◆ Description of the task: Scan the entries below. Report each line where the string "overrides" occurs.

(Collected data entries)
'''

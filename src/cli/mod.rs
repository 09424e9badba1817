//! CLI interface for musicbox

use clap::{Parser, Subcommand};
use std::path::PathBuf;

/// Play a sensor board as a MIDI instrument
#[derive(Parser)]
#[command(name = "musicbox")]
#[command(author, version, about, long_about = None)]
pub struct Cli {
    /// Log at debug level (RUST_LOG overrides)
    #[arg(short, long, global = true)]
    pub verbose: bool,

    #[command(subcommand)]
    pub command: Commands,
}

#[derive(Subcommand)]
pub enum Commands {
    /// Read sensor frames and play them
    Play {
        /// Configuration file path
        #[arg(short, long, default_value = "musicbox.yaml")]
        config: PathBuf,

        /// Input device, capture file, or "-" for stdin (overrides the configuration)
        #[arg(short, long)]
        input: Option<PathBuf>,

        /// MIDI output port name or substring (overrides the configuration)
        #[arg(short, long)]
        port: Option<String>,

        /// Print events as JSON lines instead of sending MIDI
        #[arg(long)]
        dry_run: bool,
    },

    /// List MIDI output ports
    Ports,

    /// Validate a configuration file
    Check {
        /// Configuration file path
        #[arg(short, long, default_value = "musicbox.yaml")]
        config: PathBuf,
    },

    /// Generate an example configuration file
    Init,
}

'''

◆ Your solution:
    /// Log at debug level (RUST_LOG overrides)
        /// Input device, capture file, or "-" for stdin (overrides the configuration)
        /// MIDI output port name or substring (overrides the configuration)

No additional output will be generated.